University of Leicester awards honorary degree to graduate and best-selling author
Acclaimed novelist and Leicester graduate, Adele Parks MBE has returned to the University to be awarded an honorary degree.
Parks received a (DLitt) Doctor of Letters from the University of Leicester in a ceremony that took place at De Montfort Hall on Thursday, 19 January.
She was born in North Yorkshire and studied BA English Literature and Language at the University of Leicester.
After graduating from the University in 1990, Parks began her professional life in advertising but her dream was always to be a novelist.
Determined to pursue her ambition, Parks delivered an unsolicited manuscript of what would become her first novel to a literary agency on the eve of her 30th birthday. Playing Away was published in 2000.
Since then, she has published twenty-two novels which have sold more than 4.5 million copies of the English language editions, and has been translated into over thirty other languages. She has become one of the country’s most popular novelists writing in several different genres including psychological thrillers, historical and domestic drama.

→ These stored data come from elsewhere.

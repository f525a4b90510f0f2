// SPDX-License-Identifier: MIT OR Apache-2.0
// Copyright (c) 2026 Richard Majewski - Varanid Works

use std::collections::BTreeMap;
use std::time::{SystemTime, UNIX_EPOCH};

/// Reserved xattr naming the plugin that owns generation for a file.
pub const XATTR_GENERATOR: &str = "generator";
/// Reserved xattr marking an empty file for one-shot generation.
pub const XATTR_GENERATE_CONTENT: &str = "generate_content";

const DEFAULT_SYMLINK_MODE: u32 = libc::S_IFLNK | 0o777;

/// File content is tagged text or bytes; images flow through the bytes arm.
#[derive(Debug, Clone, PartialEq, Eq)]
pub enum Content {
    Text(String),
    Bytes(Vec<u8>),
}

impl Content {
    pub fn len(&self) -> usize {
        match self {
            Content::Text(s) => s.len(),
            Content::Bytes(b) => b.len(),
        }
    }

    pub fn is_empty(&self) -> bool {
        self.len() == 0
    }

    pub fn as_bytes(&self) -> &[u8] {
        match self {
            Content::Text(s) => s.as_bytes(),
            Content::Bytes(b) => b.as_slice(),
        }
    }
}

#[derive(Debug, Clone, PartialEq, Eq)]
pub enum NodeKind {
    File {
        /// `None` means the file is empty and has never been materialized.
        content: Option<Content>,
    },
    Directory {
        /// Child name to absolute child path.
        children: BTreeMap<String, String>,
    },
    Symlink {
        target: String,
    },
}

#[derive(Debug, Clone, Copy, PartialEq, Eq)]
pub struct Times {
    pub atime: i64,
    pub mtime: i64,
    pub ctime: i64,
}

impl Times {
    pub fn now() -> Self {
        let now = now_secs();
        Times {
            atime: now,
            mtime: now,
            ctime: now,
        }
    }
}

pub fn now_secs() -> i64 {
    SystemTime::now()
        .duration_since(UNIX_EPOCH)
        .map(|d| d.as_secs() as i64)
        .unwrap_or(0)
}

/// A single entity in the tree: file, directory, or symlink.
///
/// Size is always derived from content, never stored.
#[derive(Debug, Clone, PartialEq, Eq)]
pub struct Node {
    pub kind: NodeKind,
    pub mode: u32,
    pub uid: Option<u32>,
    pub gid: Option<u32>,
    pub times: Times,
    pub xattrs: BTreeMap<String, Vec<u8>>,
}

impl Node {
    pub fn file(mode: u32) -> Self {
        Node {
            kind: NodeKind::File { content: None },
            mode: libc::S_IFREG | (mode & 0o7777),
            uid: None,
            gid: None,
            times: Times::now(),
            xattrs: BTreeMap::new(),
        }
    }

    pub fn directory(mode: u32) -> Self {
        Node {
            kind: NodeKind::Directory {
                children: BTreeMap::new(),
            },
            mode: libc::S_IFDIR | (mode & 0o7777),
            uid: None,
            gid: None,
            times: Times::now(),
            xattrs: BTreeMap::new(),
        }
    }

    pub fn symlink(target: impl Into<String>) -> Self {
        Node {
            kind: NodeKind::Symlink {
                target: target.into(),
            },
            mode: DEFAULT_SYMLINK_MODE,
            uid: None,
            gid: None,
            times: Times::now(),
            xattrs: BTreeMap::new(),
        }
    }

    pub fn is_dir(&self) -> bool {
        matches!(self.kind, NodeKind::Directory { .. })
    }

    pub fn is_file(&self) -> bool {
        matches!(self.kind, NodeKind::File { .. })
    }

    pub fn is_symlink(&self) -> bool {
        matches!(self.kind, NodeKind::Symlink { .. })
    }

    /// Derived size: 0 for directories, target length for symlinks, content
    /// length for files.
    pub fn size(&self) -> u64 {
        match &self.kind {
            NodeKind::Directory { .. } => 0,
            NodeKind::Symlink { target } => target.len() as u64,
            NodeKind::File { content } => {
                content.as_ref().map(|c| c.len() as u64).unwrap_or(0)
            }
        }
    }

    pub fn content(&self) -> Option<&Content> {
        match &self.kind {
            NodeKind::File { content } => content.as_ref(),
            _ => None,
        }
    }

    pub fn set_content(&mut self, content: Content) {
        if let NodeKind::File {
            content: ref mut slot,
        } = self.kind
        {
            *slot = Some(content);
            self.times.mtime = now_secs();
        }
    }

    pub fn children(&self) -> Option<&BTreeMap<String, String>> {
        match &self.kind {
            NodeKind::Directory { children } => Some(children),
            _ => None,
        }
    }

    pub fn xattr(&self, name: &str) -> Option<&[u8]> {
        self.xattrs.get(name).map(|v| v.as_slice())
    }

    /// True when the node carries `generate_content=true`.
    pub fn wants_generation(&self) -> bool {
        self.xattr(XATTR_GENERATE_CONTENT)
            .map(|v| v == b"true")
            .unwrap_or(false)
    }

    /// Name of the plugin pinned via the `generator` xattr, if any.
    pub fn generator(&self) -> Option<String> {
        self.xattr(XATTR_GENERATOR)
            .map(|v| String::from_utf8_lossy(v).into_owned())
    }
}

Her Sunday Times Number One Bestsellers Lies Lies Lies (2019) and Just My Luck (2020) were both shortlisted for the British Book Awards and have been optioned for development for TV, as has her most recent chart topper One Last Secret.
The late Queen Elizabeth included Parks in the New Year Honours List 2022 where she was awarded an MBE for her services to literature. Parks received the award in His Majesty King Charles III’s very first investiture ceremony.
As well as a novelist, Parks is also an ambassador of the National Literacy Trust and the Reading Agency, two charities that promote literacy in the UK. Her Quick Read book, Happy Families, won the Learners’ Favourite Award. In 2009 she was awarded an honorary doctorate by Teesside University.
Adele Parks said: “I had such an incredible time at the University of Leicester. My mind was broadened, the opportunities were limitless, and the friendships I forged have proved invaluable and enduring.
“Thirty-five years later many of my best friends now are those I made at Leicester. That's not surprising because it is a university that nurtures individuals while allowing everyone to feel a sense of belonging.
“This combination produces interesting, kind, ambitious graduates that are the ultimate team players; they are citizens of change.
“It's a great privilege to be offered this honorary doctorate and to further strengthen my ties with the establishment that was my launch pad.”